- _Task prompt_
Find the string "other" in the data, and copy out each line that has it.

- _Collected data_
=== Begin Enclosure ===
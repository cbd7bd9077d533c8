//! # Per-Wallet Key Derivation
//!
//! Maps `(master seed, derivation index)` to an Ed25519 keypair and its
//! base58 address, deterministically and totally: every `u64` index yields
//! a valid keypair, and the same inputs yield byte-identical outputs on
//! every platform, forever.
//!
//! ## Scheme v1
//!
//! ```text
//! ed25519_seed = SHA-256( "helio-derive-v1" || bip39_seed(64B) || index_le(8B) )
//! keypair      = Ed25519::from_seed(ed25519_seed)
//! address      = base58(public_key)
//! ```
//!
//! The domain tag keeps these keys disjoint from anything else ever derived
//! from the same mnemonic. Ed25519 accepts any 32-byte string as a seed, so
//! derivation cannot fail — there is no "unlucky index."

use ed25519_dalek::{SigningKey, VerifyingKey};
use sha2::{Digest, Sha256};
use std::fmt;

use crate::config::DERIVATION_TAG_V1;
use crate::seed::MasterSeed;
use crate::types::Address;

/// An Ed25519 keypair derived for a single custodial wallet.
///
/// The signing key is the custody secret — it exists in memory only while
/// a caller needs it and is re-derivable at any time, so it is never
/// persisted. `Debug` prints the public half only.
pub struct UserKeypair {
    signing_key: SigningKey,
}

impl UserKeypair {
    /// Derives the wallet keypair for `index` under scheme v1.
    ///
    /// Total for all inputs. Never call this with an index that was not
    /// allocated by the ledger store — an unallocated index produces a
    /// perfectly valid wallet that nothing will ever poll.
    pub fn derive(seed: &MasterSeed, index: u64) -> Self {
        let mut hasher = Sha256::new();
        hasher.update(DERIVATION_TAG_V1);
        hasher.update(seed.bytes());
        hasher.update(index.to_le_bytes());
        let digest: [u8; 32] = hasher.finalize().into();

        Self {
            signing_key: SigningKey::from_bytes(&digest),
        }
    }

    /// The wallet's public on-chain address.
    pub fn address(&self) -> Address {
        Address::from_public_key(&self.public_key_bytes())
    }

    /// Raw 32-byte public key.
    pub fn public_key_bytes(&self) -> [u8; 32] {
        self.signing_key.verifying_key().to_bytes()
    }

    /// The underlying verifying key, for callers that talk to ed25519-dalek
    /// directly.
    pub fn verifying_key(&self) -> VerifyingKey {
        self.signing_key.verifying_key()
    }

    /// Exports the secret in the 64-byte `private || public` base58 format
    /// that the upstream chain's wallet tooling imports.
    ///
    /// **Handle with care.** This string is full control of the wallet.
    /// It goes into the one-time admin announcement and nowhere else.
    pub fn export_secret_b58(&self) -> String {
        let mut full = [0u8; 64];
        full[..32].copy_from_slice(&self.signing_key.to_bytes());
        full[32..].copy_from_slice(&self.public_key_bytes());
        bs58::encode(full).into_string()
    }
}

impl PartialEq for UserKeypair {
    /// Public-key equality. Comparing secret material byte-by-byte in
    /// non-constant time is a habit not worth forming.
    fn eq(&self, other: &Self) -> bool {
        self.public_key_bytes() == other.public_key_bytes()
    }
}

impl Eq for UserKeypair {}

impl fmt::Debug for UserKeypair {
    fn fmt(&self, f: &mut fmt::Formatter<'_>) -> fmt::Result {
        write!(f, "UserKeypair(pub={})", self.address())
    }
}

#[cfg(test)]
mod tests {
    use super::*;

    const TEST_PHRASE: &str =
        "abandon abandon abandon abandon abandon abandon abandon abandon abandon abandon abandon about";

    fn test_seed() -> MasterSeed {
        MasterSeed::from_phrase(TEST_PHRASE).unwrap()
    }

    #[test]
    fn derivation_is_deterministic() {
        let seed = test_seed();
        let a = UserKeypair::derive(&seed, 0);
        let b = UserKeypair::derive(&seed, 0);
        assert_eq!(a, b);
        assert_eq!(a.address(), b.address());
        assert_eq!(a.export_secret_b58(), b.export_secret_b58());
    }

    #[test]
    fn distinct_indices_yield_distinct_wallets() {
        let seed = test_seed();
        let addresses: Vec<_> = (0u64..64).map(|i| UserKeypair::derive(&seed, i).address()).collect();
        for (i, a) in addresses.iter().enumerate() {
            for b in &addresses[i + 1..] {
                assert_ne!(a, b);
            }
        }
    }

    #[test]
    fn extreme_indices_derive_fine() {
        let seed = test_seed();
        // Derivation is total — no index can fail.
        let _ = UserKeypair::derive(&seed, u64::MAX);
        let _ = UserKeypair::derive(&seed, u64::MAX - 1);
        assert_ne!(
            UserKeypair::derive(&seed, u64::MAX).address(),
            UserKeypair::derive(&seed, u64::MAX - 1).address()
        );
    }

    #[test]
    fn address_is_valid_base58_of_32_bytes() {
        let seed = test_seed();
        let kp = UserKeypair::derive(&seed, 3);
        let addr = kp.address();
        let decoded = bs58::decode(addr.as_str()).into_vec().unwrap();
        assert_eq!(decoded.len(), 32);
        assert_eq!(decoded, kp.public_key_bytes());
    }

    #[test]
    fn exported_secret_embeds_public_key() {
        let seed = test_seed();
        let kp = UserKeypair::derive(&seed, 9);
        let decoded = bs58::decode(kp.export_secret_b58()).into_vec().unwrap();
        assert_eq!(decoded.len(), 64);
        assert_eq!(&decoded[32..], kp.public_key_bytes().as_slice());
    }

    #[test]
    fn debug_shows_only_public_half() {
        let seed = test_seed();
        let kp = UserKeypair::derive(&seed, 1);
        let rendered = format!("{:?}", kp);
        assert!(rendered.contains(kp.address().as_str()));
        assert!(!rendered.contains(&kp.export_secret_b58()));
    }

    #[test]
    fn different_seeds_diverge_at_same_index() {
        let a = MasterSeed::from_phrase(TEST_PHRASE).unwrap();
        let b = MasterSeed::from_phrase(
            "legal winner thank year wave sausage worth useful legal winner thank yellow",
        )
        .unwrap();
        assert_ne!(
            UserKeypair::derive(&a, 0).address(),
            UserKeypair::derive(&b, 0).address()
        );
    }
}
=== End Enclosure ===
=== Begin Enclosure ===
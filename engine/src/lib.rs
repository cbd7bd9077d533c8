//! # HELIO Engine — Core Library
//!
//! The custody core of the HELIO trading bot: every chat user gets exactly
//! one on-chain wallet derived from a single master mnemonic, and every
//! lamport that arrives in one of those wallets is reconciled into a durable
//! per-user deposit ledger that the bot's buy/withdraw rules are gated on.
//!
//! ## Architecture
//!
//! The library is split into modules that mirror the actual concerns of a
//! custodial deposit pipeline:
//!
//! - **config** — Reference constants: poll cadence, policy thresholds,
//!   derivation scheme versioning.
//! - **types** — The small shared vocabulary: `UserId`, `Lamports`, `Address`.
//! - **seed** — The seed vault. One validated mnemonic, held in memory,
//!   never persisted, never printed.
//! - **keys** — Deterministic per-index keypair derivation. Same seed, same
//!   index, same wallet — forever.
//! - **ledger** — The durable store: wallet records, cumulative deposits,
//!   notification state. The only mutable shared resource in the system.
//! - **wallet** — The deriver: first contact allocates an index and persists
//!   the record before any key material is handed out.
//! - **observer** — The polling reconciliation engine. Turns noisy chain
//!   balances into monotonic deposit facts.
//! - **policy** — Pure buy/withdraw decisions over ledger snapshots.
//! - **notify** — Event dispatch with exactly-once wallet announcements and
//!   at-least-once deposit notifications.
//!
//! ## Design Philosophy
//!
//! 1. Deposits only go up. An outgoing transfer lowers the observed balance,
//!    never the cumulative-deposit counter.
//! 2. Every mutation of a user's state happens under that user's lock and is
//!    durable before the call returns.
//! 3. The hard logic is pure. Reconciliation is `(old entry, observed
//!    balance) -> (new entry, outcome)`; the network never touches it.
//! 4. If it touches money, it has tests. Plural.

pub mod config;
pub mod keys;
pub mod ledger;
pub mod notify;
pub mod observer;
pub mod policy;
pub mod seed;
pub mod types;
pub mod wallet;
=== End Enclosure ===
=== Begin Enclosure ===
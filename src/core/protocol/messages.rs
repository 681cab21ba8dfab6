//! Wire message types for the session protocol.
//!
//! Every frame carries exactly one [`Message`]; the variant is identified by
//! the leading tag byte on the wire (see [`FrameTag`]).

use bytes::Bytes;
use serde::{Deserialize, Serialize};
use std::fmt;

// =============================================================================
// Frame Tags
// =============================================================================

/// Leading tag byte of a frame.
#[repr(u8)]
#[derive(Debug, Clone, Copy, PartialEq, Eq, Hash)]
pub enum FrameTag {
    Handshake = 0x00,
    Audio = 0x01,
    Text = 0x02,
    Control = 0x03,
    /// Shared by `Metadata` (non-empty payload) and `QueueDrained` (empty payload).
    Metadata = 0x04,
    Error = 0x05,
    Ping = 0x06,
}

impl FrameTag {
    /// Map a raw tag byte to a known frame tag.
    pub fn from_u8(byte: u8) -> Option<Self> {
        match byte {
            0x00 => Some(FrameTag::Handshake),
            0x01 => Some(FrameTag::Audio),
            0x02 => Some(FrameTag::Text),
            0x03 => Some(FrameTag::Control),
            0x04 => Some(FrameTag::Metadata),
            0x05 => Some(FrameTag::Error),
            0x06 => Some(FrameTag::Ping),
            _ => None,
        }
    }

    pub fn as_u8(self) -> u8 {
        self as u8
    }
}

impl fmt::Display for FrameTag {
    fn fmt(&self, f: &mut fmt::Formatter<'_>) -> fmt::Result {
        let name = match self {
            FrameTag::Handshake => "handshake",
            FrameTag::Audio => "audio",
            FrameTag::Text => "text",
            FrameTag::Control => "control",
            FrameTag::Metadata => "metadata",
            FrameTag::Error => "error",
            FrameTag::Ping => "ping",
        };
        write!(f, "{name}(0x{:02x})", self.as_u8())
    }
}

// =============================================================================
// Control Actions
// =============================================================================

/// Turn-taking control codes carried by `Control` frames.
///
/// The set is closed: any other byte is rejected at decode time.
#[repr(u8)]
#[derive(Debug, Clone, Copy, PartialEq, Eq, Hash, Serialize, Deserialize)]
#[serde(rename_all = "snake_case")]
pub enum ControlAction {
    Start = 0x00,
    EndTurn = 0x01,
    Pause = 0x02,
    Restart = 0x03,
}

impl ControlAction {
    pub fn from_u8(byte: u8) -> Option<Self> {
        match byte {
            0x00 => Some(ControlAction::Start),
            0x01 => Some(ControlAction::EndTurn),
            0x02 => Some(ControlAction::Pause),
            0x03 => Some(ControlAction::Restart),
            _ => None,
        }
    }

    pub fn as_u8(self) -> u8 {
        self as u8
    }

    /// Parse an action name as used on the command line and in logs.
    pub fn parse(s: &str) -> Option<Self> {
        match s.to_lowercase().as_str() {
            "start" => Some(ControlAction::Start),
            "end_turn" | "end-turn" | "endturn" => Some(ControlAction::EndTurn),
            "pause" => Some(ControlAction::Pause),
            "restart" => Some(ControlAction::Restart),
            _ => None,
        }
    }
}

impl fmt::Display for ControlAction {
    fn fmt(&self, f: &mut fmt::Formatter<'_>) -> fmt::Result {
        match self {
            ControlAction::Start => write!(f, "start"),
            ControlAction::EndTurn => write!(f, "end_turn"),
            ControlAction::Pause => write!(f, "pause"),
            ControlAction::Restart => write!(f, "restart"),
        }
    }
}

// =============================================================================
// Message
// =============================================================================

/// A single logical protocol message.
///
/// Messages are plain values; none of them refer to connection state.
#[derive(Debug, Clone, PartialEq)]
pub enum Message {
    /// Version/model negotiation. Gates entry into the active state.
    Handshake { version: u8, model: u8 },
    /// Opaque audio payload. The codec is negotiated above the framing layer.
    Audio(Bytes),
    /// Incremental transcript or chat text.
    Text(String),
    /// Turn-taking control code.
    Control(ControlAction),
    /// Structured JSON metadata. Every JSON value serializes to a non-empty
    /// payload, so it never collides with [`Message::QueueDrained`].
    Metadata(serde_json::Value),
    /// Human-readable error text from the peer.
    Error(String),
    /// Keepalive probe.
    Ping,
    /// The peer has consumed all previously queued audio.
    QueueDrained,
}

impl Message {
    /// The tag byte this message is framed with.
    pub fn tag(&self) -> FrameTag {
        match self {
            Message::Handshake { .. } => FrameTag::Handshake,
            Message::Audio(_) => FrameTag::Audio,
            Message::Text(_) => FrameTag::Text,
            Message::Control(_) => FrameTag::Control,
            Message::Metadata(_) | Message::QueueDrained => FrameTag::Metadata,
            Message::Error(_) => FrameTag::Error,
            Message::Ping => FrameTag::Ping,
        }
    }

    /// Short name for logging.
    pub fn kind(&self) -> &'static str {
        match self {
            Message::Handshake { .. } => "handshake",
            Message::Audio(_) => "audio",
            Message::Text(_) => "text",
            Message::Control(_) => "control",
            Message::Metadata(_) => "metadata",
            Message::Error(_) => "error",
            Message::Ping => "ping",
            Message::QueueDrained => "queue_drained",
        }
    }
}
=== End Enclosure ===
- _Solution to this task_
    fn eq(&self, other: &Self) -> bool {
        self.public_key_bytes() == other.public_key_bytes()
/// The set is closed: any other byte is rejected at decode time.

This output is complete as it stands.